Su tono indicaba una resolución tan firme que nadie se atrevió á contradecirle. El obispo, empezando á participar de la inquietud de su hermano, añadió:
—Pues yo me voy también.
—Iremos por Villamojada—indicó D. Juan.
—¡Qué temeridad!—dijo D. Silvestre en voz baja al joven del Horro.—Cuando á este D. Juan se le mete una cosa en la cabeza... Y no está nada bueno. ¿No ve usted qué color se le ha puesto? Tiene calentura.
XXXIX
El rayo.
Gloria y Daniel Morton, habiendo sentido pasos, temblaron. Ni uno ni otro se atrevieron á moverse. Ninguno de los dos pudo articular una sílaba. Contenían el aliento. Ambos deseaban ser aire impalpable é invisible para desaparecer.

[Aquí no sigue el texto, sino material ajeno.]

//! Query-string serialization.
//!
//! Keys are emitted in sorted order. Array values use the repeated-key
//! convention (`tag=a&tag=b`); an empty array contributes nothing. Keys and
//! values are `application/x-www-form-urlencoded`.

use std::collections::BTreeMap;

use serde::Serialize;
use serde_json::Value;
use url::form_urlencoded;

use crate::error::{RestError, Result};

/// A single query parameter value.
#[derive(Debug, Clone, PartialEq, Eq)]
pub enum QueryValue {
    Scalar(String),
    List(Vec<String>),
}

macro_rules! scalar_from {
    ($($ty:ty),*) => {
        $(
            impl From<$ty> for QueryValue {
                fn from(v: $ty) -> Self {
                    QueryValue::Scalar(v.to_string())
                }
            }
        )*
    };
}

scalar_from!(&str, String, bool, i8, i16, i32, i64, u8, u16, u32, u64, usize, f32, f64);

impl<T: ToString> From<Vec<T>> for QueryValue {
    fn from(values: Vec<T>) -> Self {
        QueryValue::List(values.iter().map(ToString::to_string).collect())
    }
}

impl<T: ToString> From<&[T]> for QueryValue {
    fn from(values: &[T]) -> Self {
        QueryValue::List(values.iter().map(ToString::to_string).collect())
    }
}

/// Mapping of query keys to values, kept sorted by key.
#[derive(Debug, Clone, Default, PartialEq, Eq)]
pub struct QueryParams(BTreeMap<String, QueryValue>);

impl QueryParams {
    pub fn new() -> Self {
        Self::default()
    }

    /// Set `key`, replacing any previous value.
    pub fn insert(mut self, key: impl Into<String>, value: impl Into<QueryValue>) -> Self {
        self.0.insert(key.into(), value.into());
        self
    }

    /// Append `value` under `key`, turning an existing scalar into a list.
    pub fn append(&mut self, key: impl Into<String>, value: impl Into<String>) {
        let key = key.into();
        let value = value.into();
        let merged = match self.0.remove(&key) {
            Some(QueryValue::Scalar(prev)) => QueryValue::List(vec![prev, value]),
            Some(QueryValue::List(mut list)) => {
                list.push(value);
                QueryValue::List(list)
            }
            None => QueryValue::Scalar(value),
        };
        self.0.insert(key, merged);
    }

    pub fn get(&self, key: &str) -> Option<&QueryValue> {
        self.0.get(key)
    }

    /// Number of distinct keys.
    pub fn len(&self) -> usize {
        self.0.len()
    }

    pub fn is_empty(&self) -> bool {
        self.0.is_empty()
    }

    /// Flatten any serializable object into query parameters.
    ///
    /// Fields may be strings, numbers, booleans, null (skipped) or arrays of
    /// those. Nested objects and non-object top-level values are rejected.
    pub fn from_serialize<P: Serialize + ?Sized>(params: &P) -> Result<Self> {
        let value =
            serde_json::to_value(params).map_err(|e| RestError::InvalidQuery(e.to_string()))?;
        let fields = match value {
            Value::Object(fields) => fields,
            other => {
                return Err(RestError::InvalidQuery(format!(
                    "expected an object, got {}",
                    kind(&other)
                )))
            }
        };

        let mut out = BTreeMap::new();
        for (key, field) in fields {
            match field {
                Value::Null => {}
                Value::Array(items) => {
                    let mut list = Vec::with_capacity(items.len());
                    for item in items {
                        if let Some(s) = scalar(&key, item)? {
                            list.push(s);
                        }
                    }
                    out.insert(key, QueryValue::List(list));
                }
                other => {
                    if let Some(s) = scalar(&key, other)? {
                        out.insert(key, QueryValue::Scalar(s));
                    }
                }
            }
        }
        Ok(QueryParams(out))
    }

    /// Encode as a query string without the leading `?`.
    pub fn encode(&self) -> String {
        let mut serializer = form_urlencoded::Serializer::new(String::new());
        for (key, value) in &self.0 {
            match value {
                QueryValue::Scalar(v) => {
                    serializer.append_pair(key, v);
                }
                QueryValue::List(values) => {
                    for v in values {
                        serializer.append_pair(key, v);
                    }
                }
            }
        }
        serializer.finish()
    }
}

impl<K: Into<String>, V: Into<QueryValue>> FromIterator<(K, V)> for QueryParams {
    fn from_iter<I: IntoIterator<Item = (K, V)>>(iter: I) -> Self {
        QueryParams(
            iter.into_iter()
                .map(|(k, v)| (k.into(), v.into()))
                .collect(),
        )
    }
}

fn scalar(key: &str, value: Value) -> Result<Option<String>> {
    match value {
        Value::Null => Ok(None),
        Value::String(s) => Ok(Some(s)),
        Value::Number(n) => Ok(Some(n.to_string())),
        Value::Bool(b) => Ok(Some(b.to_string())),
        other => Err(RestError::InvalidQuery(format!(
            "field {key:?} is {}, expected a scalar",
            kind(&other)
        ))),
    }
}

fn kind(value: &Value) -> &'static str {
    match value {
        Value::Null => "null",
        Value::Bool(_) => "a boolean",
        Value::Number(_) => "a number",
        Value::String(_) => "a string",
        Value::Array(_) => "an array",
        Value::Object(_) => "an object",
    }
}

#[cfg(test)]
mod tests {
    use super::*;
    use serde_json::json;

    #[test]
    fn test_scalar_number() {
        let q = QueryParams::new().insert("test", 1);
        assert_eq!(q.encode(), "test=1");
    }

    #[test]
    fn test_keys_sorted() {
        let q = QueryParams::new().insert("b", "2").insert("a", "1");
        assert_eq!(q.encode(), "a=1&b=2");
    }

    #[test]
    fn test_array_repeats_key() {
        let q = QueryParams::new().insert("tag", vec!["x", "y"]);
        assert_eq!(q.encode(), "tag=x&tag=y");
    }

    #[test]
    fn test_empty_array_omitted() {
        let q = QueryParams::new()
            .insert("tag", Vec::<String>::new())
            .insert("page", 2u32);
        assert_eq!(q.encode(), "page=2");
    }

    #[test]
    fn test_reserved_characters_encoded() {
        let q = QueryParams::new().insert("q", "a&b=c d");
        assert_eq!(q.encode(), "q=a%26b%3Dc+d");
    }

    #[test]
    fn test_append_promotes_scalar_to_list() {
        let mut q = QueryParams::new().insert("id", "1");
        q.append("id", "2");
        q.append("id", "3");
        q.append("other", "x");
        assert_eq!(q.len(), 2);
        assert_eq!(
            q.get("id"),
            Some(&QueryValue::List(vec!["1".into(), "2".into(), "3".into()]))
        );
        assert_eq!(q.get("other"), Some(&QueryValue::Scalar("x".into())));
    }

    #[test]
    fn test_from_serialize_flattens_object() {
        let q = QueryParams::from_serialize(&json!({
            "test": 1,
            "name": "bob",
            "ids": [1, "two"],
            "active": true,
            "missing": null
        }))
        .unwrap();
        assert_eq!(q.encode(), "active=true&ids=1&ids=two&name=bob&test=1");
    }

    #[test]
    fn test_from_serialize_struct() {
        #[derive(Serialize)]
        struct Params {
            page: u32,
            size: Option<u32>,
        }
        let q = QueryParams::from_serialize(&Params { page: 3, size: None }).unwrap();
        assert_eq!(q.encode(), "page=3");
    }

    #[test]
    fn test_from_serialize_rejects_nested_object() {
        let err = QueryParams::from_serialize(&json!({ "filter": { "a": 1 } })).unwrap_err();
        assert!(matches!(err, RestError::InvalidQuery(_)));
    }

    #[test]
    fn test_from_serialize_rejects_non_object() {
        let err = QueryParams::from_serialize(&json!([1, 2])).unwrap_err();
        assert!(matches!(err, RestError::InvalidQuery(_)));
    }
}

De repente la puerta abrióse y apareció D. Juan de Lantigua. Gloria lanzó un grito terrible. No se sentirá mayor espanto cuando se oigan las trompetas del juicio, y aparezca entre inflamadas nubes el que ha de venir á juzgar á los vivos y á los muertos.
Don Juan avanzó hacia su hija con el brazo levantado; pero como si faltara la tierra á sus piés, cayó violentamente al suelo, exhalando un gemido. Su venerable cabeza cana rebotó contra el suelo.